What is expected:
For the word "against", return each line of the data in which it occurs.

Records supplied:
━━━━━━━━━━━━━━━━

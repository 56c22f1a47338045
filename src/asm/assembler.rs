//! Two-pass assembler for CDP1802 programs.
//!
//! Syntax:
//! ```text
//! ; Comment
//! START:  LDI 0FFh    ; hex literals are digit-led with an h suffix
//!         PLO R5      ; register operands: R5, r5 or just 5
//! LOOP    DEC 5       ; a bare word in column 0 is a label too
//!         GLO 5
//!         BNZ LOOP    : a colon word also starts a comment
//!         OUT 4
//!         LBR START
//!
//!         ORG 40h     ; pad with zeros up to an address
//! TABLE:  DB 42
//! ```
//!
//! Pass 1 parses every line, assigns label addresses and sizes each
//! statement. Pass 2 encodes the statements against the complete symbol
//! table, so labels can be referenced before they are defined.

use crate::asm::mnemonics::{self, Mnemonic, OperandClass};
use crate::asm::symbols::SymbolTable;
use log::{debug, trace};
use thiserror::Error;

/// Largest image the 16-bit address space can hold.
pub const MAX_IMAGE_SIZE: usize = 0x10000;

/// Longest label the assembler accepts.
pub const MAX_LABEL_LEN: usize = 6;

/// Assemble source code to a binary image loadable at address 0.
pub fn assemble(source: &str) -> Result<Vec<u8>, AssemblerError> {
    assemble_program(source).map(|program| program.bytes)
}

/// Assemble source code, keeping the symbol table alongside the image.
pub fn assemble_program(source: &str) -> Result<Program, AssemblerError> {
    let mut asm = Assembler::new();
    asm.first_pass(source)?;
    let bytes = asm.second_pass()?;
    debug!("assembled {} bytes, {} labels", bytes.len(), asm.symbols.len());
    Ok(Program {
        bytes,
        symbols: asm.symbols,
    })
}

/// The output of a successful assembly.
#[derive(Debug, Clone)]
pub struct Program {
    /// Binary image, address 0 first.
    pub bytes: Vec<u8>,
    pub symbols: SymbolTable,
}

/// A parsed operand, before label resolution.
#[derive(Debug, Clone, PartialEq, Eq)]
enum Operand {
    Number(u16),
    Label(String),
}

/// One instruction or directive, sized and placed by pass 1.
#[derive(Debug)]
struct Statement {
    line: usize,
    address: u16,
    mnemonic: &'static Mnemonic,
    operand: Option<Operand>,
}

/// The words of one source line, comments removed.
#[derive(Debug, Default, PartialEq, Eq)]
struct Words<'a> {
    label: Option<&'a str>,
    mnemonic: Option<&'a str>,
    operand: Option<&'a str>,
}

/// The assembler state.
struct Assembler {
    /// Address of the next emitted byte.
    pc: usize,
    symbols: SymbolTable,
    statements: Vec<Statement>,
}

impl Assembler {
    fn new() -> Self {
        Self {
            pc: 0,
            symbols: SymbolTable::new(),
            statements: Vec::new(),
        }
    }

    fn first_pass(&mut self, source: &str) -> Result<(), AssemblerError> {
        for (index, text) in source.lines().enumerate() {
            let line = index + 1;
            let words = split_line(text, line)?;

            if let Some(label) = words.label {
                self.define_label(label, line)?;
            }

            if let Some(name) = words.mnemonic {
                self.add_statement(name, words.operand, line)?;
            }
        }
        Ok(())
    }

    fn define_label(&mut self, label: &str, line: usize) -> Result<(), AssemblerError> {
        if !is_label(label) {
            return Err(AssemblerError::SyntaxError {
                line,
                message: format!("invalid label `{}`", label),
            });
        }
        if self.pc >= MAX_IMAGE_SIZE {
            return Err(AssemblerError::ProgramTooLarge { line });
        }
        trace!("label {} = {:04X}", label, self.pc);
        self.symbols
            .define(label, self.pc as u16, line)
            .map_err(|_| AssemblerError::DuplicateLabel {
                line,
                label: label.to_ascii_uppercase(),
            })
    }

    fn add_statement(&mut self, name: &str, operand: Option<&str>, line: usize) -> Result<(), AssemblerError> {
        if !is_mnemonic_shaped(name) {
            return Err(AssemblerError::SyntaxError {
                line,
                message: format!("invalid mnemonic `{}`", name),
            });
        }
        let mnemonic = mnemonics::lookup(name).ok_or_else(|| AssemblerError::UnknownMnemonic {
            line,
            mnemonic: name.to_ascii_uppercase(),
        })?;
        let operand = parse_operand(mnemonic, operand, line)?;

        let size = match (mnemonic.class, &operand) {
            (OperandClass::Origin, Some(Operand::Number(target))) => {
                let target = *target as usize;
                if target < self.pc {
                    return Err(AssemblerError::ValueOutOfRange {
                        line,
                        value: format!("{:04X}h is below the current address {:04X}h", target, self.pc),
                    });
                }
                target - self.pc
            }
            (OperandClass::Origin, _) => {
                return Err(AssemblerError::SyntaxError {
                    line,
                    message: "ORG needs a numeric address".into(),
                });
            }
            (class, _) => class.size() as usize,
        };

        if self.pc + size > MAX_IMAGE_SIZE {
            return Err(AssemblerError::ProgramTooLarge { line });
        }

        self.statements.push(Statement {
            line,
            address: self.pc as u16,
            mnemonic,
            operand,
        });
        self.pc += size;
        Ok(())
    }

    fn second_pass(&self) -> Result<Vec<u8>, AssemblerError> {
        let mut output = Vec::with_capacity(self.pc);

        for stmt in &self.statements {
            debug_assert_eq!(output.len(), stmt.address as usize);
            let opcode = stmt.mnemonic.opcode;
            match stmt.mnemonic.class {
                OperandClass::None => output.push(opcode),
                OperandClass::Register | OperandClass::Device => {
                    let nibble = self.resolve(stmt)?;
                    output.push(opcode | (nibble as u8 & 0x0F));
                }
                OperandClass::Byte => {
                    let value = self.resolve(stmt)?;
                    output.push(opcode);
                    output.push(value as u8);
                }
                OperandClass::Word => {
                    let [high, low] = self.resolve(stmt)?.to_be_bytes();
                    output.extend_from_slice(&[opcode, high, low]);
                }
                OperandClass::Data => {
                    let value = self.resolve(stmt)?;
                    output.push(value as u8);
                }
                OperandClass::Origin => {
                    let target = self.resolve(stmt)? as usize;
                    output.resize(target, 0);
                }
            }
        }

        Ok(output)
    }

    /// Value of a statement's operand against the complete symbol table.
    fn resolve(&self, stmt: &Statement) -> Result<u16, AssemblerError> {
        match &stmt.operand {
            Some(Operand::Number(value)) => Ok(*value),
            Some(Operand::Label(label)) => {
                self.symbols
                    .address_of(label)
                    .ok_or_else(|| AssemblerError::UndefinedLabel {
                        line: stmt.line,
                        label: label.to_ascii_uppercase(),
                    })
            }
            None => Err(AssemblerError::MissingOperand {
                line: stmt.line,
                mnemonic: stmt.mnemonic.name.to_string(),
            }),
        }
    }
}

/// Split a line into label, mnemonic and operand.
fn split_line(text: &str, line: usize) -> Result<Words<'_>, AssemblerError> {
    let code = text.split(';').next().unwrap_or("");
    let in_column_zero = code.starts_with(|c: char| !c.is_whitespace());
    let mut words: Vec<&str> = code.split_whitespace().collect();

    // A line starting with `:` is all comment
    if words.first().is_some_and(|w| w.starts_with(':')) {
        words.clear();
    }

    let mut label = None;
    if let Some(&first) = words.first() {
        if let Some((name, rest)) = first.split_once(':') {
            label = Some(name);
            if rest.is_empty() {
                words.remove(0);
            } else {
                words[0] = rest;
            }
        }
    }

    // Past the label, any `:` opens a trailing comment, even inside a word
    if let Some(pos) = words.iter().position(|w| w.contains(':')) {
        let kept = words[pos].split(':').next().unwrap_or("");
        if kept.is_empty() {
            words.truncate(pos);
        } else {
            words[pos] = kept;
            words.truncate(pos + 1);
        }
    }

    if label.is_none()
        && in_column_zero
        && words.len() >= 2
        && mnemonics::lookup(words[0]).is_none()
        && is_mnemonic_shaped(words[1])
    {
        label = Some(words[0]);
        words.remove(0);
    }

    if words.len() > 2 {
        return Err(AssemblerError::SyntaxError {
            line,
            message: format!("unexpected `{}`", words[2]),
        });
    }

    Ok(Words {
        label,
        mnemonic: words.first().copied(),
        operand: words.get(1).copied(),
    })
}

fn parse_operand(mnemonic: &Mnemonic, text: Option<&str>, line: usize) -> Result<Option<Operand>, AssemblerError> {
    let text = match (mnemonic.class, text) {
        (OperandClass::None, None) => return Ok(None),
        (OperandClass::None, Some(text)) => {
            return Err(AssemblerError::SyntaxError {
                line,
                message: format!("{} takes no operand, found `{}`", mnemonic.name, text),
            });
        }
        (_, None) => {
            return Err(AssemblerError::MissingOperand {
                line,
                mnemonic: mnemonic.name.to_string(),
            });
        }
        (_, Some(text)) => text,
    };

    match mnemonic.class {
        OperandClass::Register => {
            let register = parse_register(text, line)?;
            // LDN R0 would encode as 00, which is IDL
            if mnemonic.opcode == 0x00 && register == 0 {
                return Err(AssemblerError::ValueOutOfRange {
                    line,
                    value: format!("{} R0 (00 is IDL)", mnemonic.name),
                });
            }
            Ok(Some(Operand::Number(register as u16)))
        }
        OperandClass::Device => parse_device(text, line).map(|d| Some(Operand::Number(d as u16))),
        _ => parse_value(text, line).map(Some),
    }
}

/// `R5`, `r5`, `5`, `A`: one hex digit with an optional R prefix.
fn parse_register(text: &str, line: usize) -> Result<u8, AssemblerError> {
    let digit = match text.len() {
        2 if text.starts_with(['R', 'r']) => &text[1..],
        _ => text,
    };
    let mut chars = digit.chars();
    match (chars.next().and_then(|c| c.to_digit(16)), chars.next()) {
        (Some(register), None) => Ok(register as u8),
        _ => Err(AssemblerError::SyntaxError {
            line,
            message: format!("register 0-F expected, found `{}`", text),
        }),
    }
}

/// Device lines 1-7.
fn parse_device(text: &str, line: usize) -> Result<u8, AssemblerError> {
    match parse_literal(text, line)? {
        Some(device @ 1..=7) => Ok(device as u8),
        Some(_) => Err(AssemblerError::ValueOutOfRange {
            line,
            value: format!("device `{}` (1-7)", text),
        }),
        None => Err(AssemblerError::SyntaxError {
            line,
            message: format!("device number 1-7 expected, found `{}`", text),
        }),
    }
}

fn parse_value(text: &str, line: usize) -> Result<Operand, AssemblerError> {
    if let Some(value) = parse_literal(text, line)? {
        return Ok(Operand::Number(value));
    }
    if is_label(text) {
        return Ok(Operand::Label(text.to_string()));
    }
    Err(AssemblerError::SyntaxError {
        line,
        message: format!("invalid operand `{}`", text),
    })
}

/// Parse a digit-led literal: decimal, `0FFh` or `0xFF`.
///
/// Returns `Ok(None)` when the text is not digit-led (a label).
fn parse_literal(text: &str, line: usize) -> Result<Option<u16>, AssemblerError> {
    if !text.starts_with(|c: char| c.is_ascii_digit()) {
        return Ok(None);
    }

    let (digits, radix) = if let Some(hex) = text.strip_suffix(['h', 'H']) {
        (hex, 16)
    } else if let Some(hex) = text.strip_prefix("0x").or_else(|| text.strip_prefix("0X")) {
        (hex, 16)
    } else {
        (text, 10)
    };

    if digits.is_empty() || !digits.chars().all(|c| c.is_digit(radix)) {
        return Err(AssemblerError::SyntaxError {
            line,
            message: format!("invalid number `{}`", text),
        });
    }

    match u32::from_str_radix(digits, radix) {
        Ok(value) if value <= 0xFFFF => Ok(Some(value as u16)),
        _ => Err(AssemblerError::ValueOutOfRange {
            line,
            value: text.to_string(),
        }),
    }
}

/// Letter first, then up to five letters, digits, `.` or `_`.
fn is_label(text: &str) -> bool {
    text.len() <= MAX_LABEL_LEN
        && text.starts_with(|c: char| c.is_ascii_alphabetic())
        && text.chars().all(|c| c.is_ascii_alphanumeric() || c == '.' || c == '_')
}

/// Letter first, two to four letters or digits.
fn is_mnemonic_shaped(text: &str) -> bool {
    (2..=4).contains(&text.len())
        && text.starts_with(|c: char| c.is_ascii_alphabetic())
        && text.chars().all(|c| c.is_ascii_alphanumeric())
}

/// Errors that can occur during assembly.
///
/// Every variant carries the 1-based source line.
#[derive(Debug, Clone, PartialEq, Eq, Error)]
pub enum AssemblerError {
    #[error("syntax error on line {line}: {message}")]
    SyntaxError { line: usize, message: String },

    #[error("unknown mnemonic on line {line}: {mnemonic}")]
    UnknownMnemonic { line: usize, mnemonic: String },

    #[error("duplicate label on line {line}: {label}")]
    DuplicateLabel { line: usize, label: String },

    #[error("undefined label on line {line}: {label}")]
    UndefinedLabel { line: usize, label: String },

    #[error("missing operand on line {line}: {mnemonic} needs one")]
    MissingOperand { line: usize, mnemonic: String },

    #[error("value out of range on line {line}: {value}")]
    ValueOutOfRange { line: usize, value: String },

    #[error("program too large on line {line}: image exceeds 64K")]
    ProgramTooLarge { line: usize },
}

impl AssemblerError {
    /// Source line the error refers to.
    pub fn line(&self) -> usize {
        match self {
            AssemblerError::SyntaxError { line, .. }
            | AssemblerError::UnknownMnemonic { line, .. }
            | AssemblerError::DuplicateLabel { line, .. }
            | AssemblerError::UndefinedLabel { line, .. }
            | AssemblerError::MissingOperand { line, .. }
            | AssemblerError::ValueOutOfRange { line, .. }
            | AssemblerError::ProgramTooLarge { line } => *line,
        }
    }
}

━━━━━━━━━━━━━━━━

Completed exercise:
//! statement. Pass 2 encodes the statements against the complete symbol
    /// Value of a statement's operand against the complete symbol table.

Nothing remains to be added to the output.